These are assignment submissions for a two-part Coursera course called From Nand to Tetris. The course steps through how to build a simple general-purpose computer, from hardware switching circuits to high-level object-based software design.

The course's objective is to integrate key ideas involving algorithms, computer architecture, operating systems, compilers and software engineering into a unified framework. An accompanying book is called The Elements of Computing Systems: Building a Modern Computer from First Principles. See reference links below.

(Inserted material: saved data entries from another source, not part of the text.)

//! Aggregate a stream of pc values into per-scope step counts.
//!
//! Aggregation runs in two phases:
//! 1. Count raw occurrences per distinct offset while streaming the trace
//! 2. Resolve each distinct offset once and fold its count into its scope
//!
//! Traces revisit a few hundred offsets millions of times, so resolution
//! cost scales with distinct offsets rather than trace length.

use super::resolver::{resolve_detailed, Resolution};
use crate::parser::{parse_pc, DebugInfoIndex, ProgramMetadata};
use crate::utils::error::TraceError;
use log::debug;
use std::collections::HashMap;

/// Raw occurrence count per distinct offset
///
/// **Public** - phase one of aggregation
#[derive(Debug, Clone, Default, PartialEq, Eq)]
pub struct OffsetHistogram {
    counts: HashMap<u64, u64>,
    total_steps: u64,
}

impl OffsetHistogram {
    pub fn new() -> Self {
        Self::default()
    }

    /// Count one occurrence of `offset`
    pub fn record(&mut self, offset: u64) {
        *self.counts.entry(offset).or_insert(0) += 1;
        self.total_steps += 1;
    }

    /// Parse a raw pc value and count it
    ///
    /// # Errors
    /// * `TraceError::InvalidPcFormat` - value rejected by [`parse_pc`]
    pub fn record_pc(&mut self, value: &str, row: u64) -> Result<u64, TraceError> {
        let offset = parse_pc(value, row)?;
        self.record(offset);
        Ok(offset)
    }

    /// Fold another histogram's counts into this one
    ///
    /// Lets a caller count disjoint parts of a trace separately and still
    /// resolve every distinct offset once.
    pub fn merge(&mut self, other: OffsetHistogram) {
        for (offset, count) in other.counts {
            *self.counts.entry(offset).or_insert(0) += count;
        }
        self.total_steps += other.total_steps;
    }

    /// Occurrences of a single offset
    pub fn count(&self, offset: u64) -> u64 {
        self.counts.get(&offset).copied().unwrap_or(0)
    }

    /// Number of distinct offsets seen
    pub fn distinct_offsets(&self) -> usize {
        self.counts.len()
    }

    /// Number of records counted
    pub fn total_steps(&self) -> u64 {
        self.total_steps
    }

    pub fn is_empty(&self) -> bool {
        self.counts.is_empty()
    }

    /// Distinct offsets outside `[0, instruction_count)`
    pub fn out_of_range(&self, metadata: &ProgramMetadata) -> usize {
        self.counts
            .keys()
            .filter(|&&offset| !metadata.contains(offset))
            .count()
    }

    /// Resolve each distinct offset once and sum counts per scope
    ///
    /// **Public** - phase two of aggregation
    pub fn resolve_scopes(&self, index: &DebugInfoIndex) -> ScopeCounts {
        let mut scopes = ScopeCounts::default();
        let mut stats = ResolutionStats::default();

        for (&offset, &count) in &self.counts {
            let resolution = resolve_detailed(offset, index);
            stats.observe(&resolution);
            scopes.add(resolution.scope(), count);
        }

        debug!(
            "Resolved {} distinct offsets into {} scopes ({})",
            self.counts.len(),
            scopes.len(),
            stats.summary()
        );

        scopes
    }
}

/// Per-rule tally of offset resolutions, for logging
#[derive(Debug, Default)]
struct ResolutionStats {
    direct: usize,
    neighbor: usize,
    unmapped: usize,
}

impl ResolutionStats {
    fn observe(&mut self, resolution: &Resolution<'_>) {
        match resolution {
            Resolution::Direct(_) => self.direct += 1,
            Resolution::Neighbor { .. } => self.neighbor += 1,
            Resolution::Unmapped => self.unmapped += 1,
        }
    }

    fn summary(&self) -> String {
        format!(
            "direct: {}, neighbor: {}, unmapped: {}",
            self.direct, self.neighbor, self.unmapped
        )
    }
}

/// Step count per scope identifier
///
/// **Public** - aggregation result, input to ranking
#[derive(Debug, Clone, Default, PartialEq, Eq)]
pub struct ScopeCounts {
    counts: HashMap<String, u64>,
}

impl ScopeCounts {
    /// Add `steps` to `scope`
    pub fn add(&mut self, scope: &str, steps: u64) {
        match self.counts.get_mut(scope) {
            Some(total) => *total += steps,
            None => {
                self.counts.insert(scope.to_string(), steps);
            }
        }
    }

    /// Steps attributed to `scope` (0 if absent)
    pub fn get(&self, scope: &str) -> u64 {
        self.counts.get(scope).copied().unwrap_or(0)
    }

    /// Sum of all step counts
    pub fn total_steps(&self) -> u64 {
        self.counts.values().sum()
    }

    pub fn len(&self) -> usize {
        self.counts.len()
    }

    pub fn is_empty(&self) -> bool {
        self.counts.is_empty()
    }

    /// Iterate `(scope, steps)` pairs in arbitrary order
    pub fn iter(&self) -> impl Iterator<Item = (&str, u64)> + '_ {
        self.counts.iter().map(|(scope, &steps)| (scope.as_str(), steps))
    }
}

/// Count a stream of pc records into an offset histogram
///
/// **Public** - phase one over a fallible record stream (e.g. a CSV reader)
///
/// Rows are numbered from 1 in stream order.
///
/// # Errors
/// * Any error yielded by the stream
/// * `TraceError::InvalidPcFormat` - first record that fails to parse
pub fn count_offsets<I, S>(records: I) -> Result<OffsetHistogram, TraceError>
where
    I: IntoIterator<Item = Result<S, TraceError>>,
    S: AsRef<str>,
{
    let mut histogram = OffsetHistogram::new();

    for (row, record) in (1u64..).zip(records) {
        histogram.record_pc(record?.as_ref(), row)?;
    }

    debug!(
        "Counted {} trace records over {} distinct offsets",
        histogram.total_steps(),
        histogram.distinct_offsets()
    );

    Ok(histogram)
}

/// Aggregate raw pc strings into per-scope step counts
///
/// **Public** - main entry point for aggregation
///
/// The stream is consumed once, in order. Any invalid pc aborts the whole
/// aggregation; no partial counts are returned.
///
/// # Errors
/// * `TraceError::InvalidPcFormat` - first record that fails to parse
pub fn aggregate<I, S>(pcs: I, index: &DebugInfoIndex) -> Result<ScopeCounts, TraceError>
where
    I: IntoIterator<Item = S>,
    S: AsRef<str>,
{
    aggregate_records(pcs.into_iter().map(Ok), index)
}

/// Aggregate a fallible record stream into per-scope step counts
///
/// **Public** - variant of [`aggregate`] for readers that can fail mid-stream
pub fn aggregate_records<I, S>(records: I, index: &DebugInfoIndex) -> Result<ScopeCounts, TraceError>
where
    I: IntoIterator<Item = Result<S, TraceError>>,
    S: AsRef<str>,
{
    Ok(count_offsets(records)?.resolve_scopes(index))
}
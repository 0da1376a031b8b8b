//! Output writers for profile data.
//!
//! This module handles presenting results:
//! - JSON reports
//! - Text tables

pub mod json;
pub mod table;

// Re-export main functions
pub use json::{read_report, report_to_string, write_report};
pub use table::render_table;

Project 1: Boolean Functions and Logic Gates

A set of 15 elementary logic gates, designed from primative Nand gates and implemented with a simple Hardware Description Language (HDL). The chipset is later used to construct the computer's Arithmetic Logic Unit (ALU) and memory system.

Project 2: Combinational Logic and the ALU

A family of binary adders - chips designed to add numbers, and a simple Arithmetic Logic Unit (ALU). The ALU performs arithmetic and logical operations and is the computer's calculating brain. The ALU is later used to build the computer's Central Processing Unit (CPU).

Project 3: Sequential Logic and Memory

A hierarcy of memory chips, from elementary flip-flop gates, to one-bit registers, to n-bit registers, to a family of Random Access Memory (RAM) chips. Unlike processing chips, based on combinational logic, these require clock-based sequential logic.

Project 4: Machine Language

Low-level assembly programs written with the Hack machine language.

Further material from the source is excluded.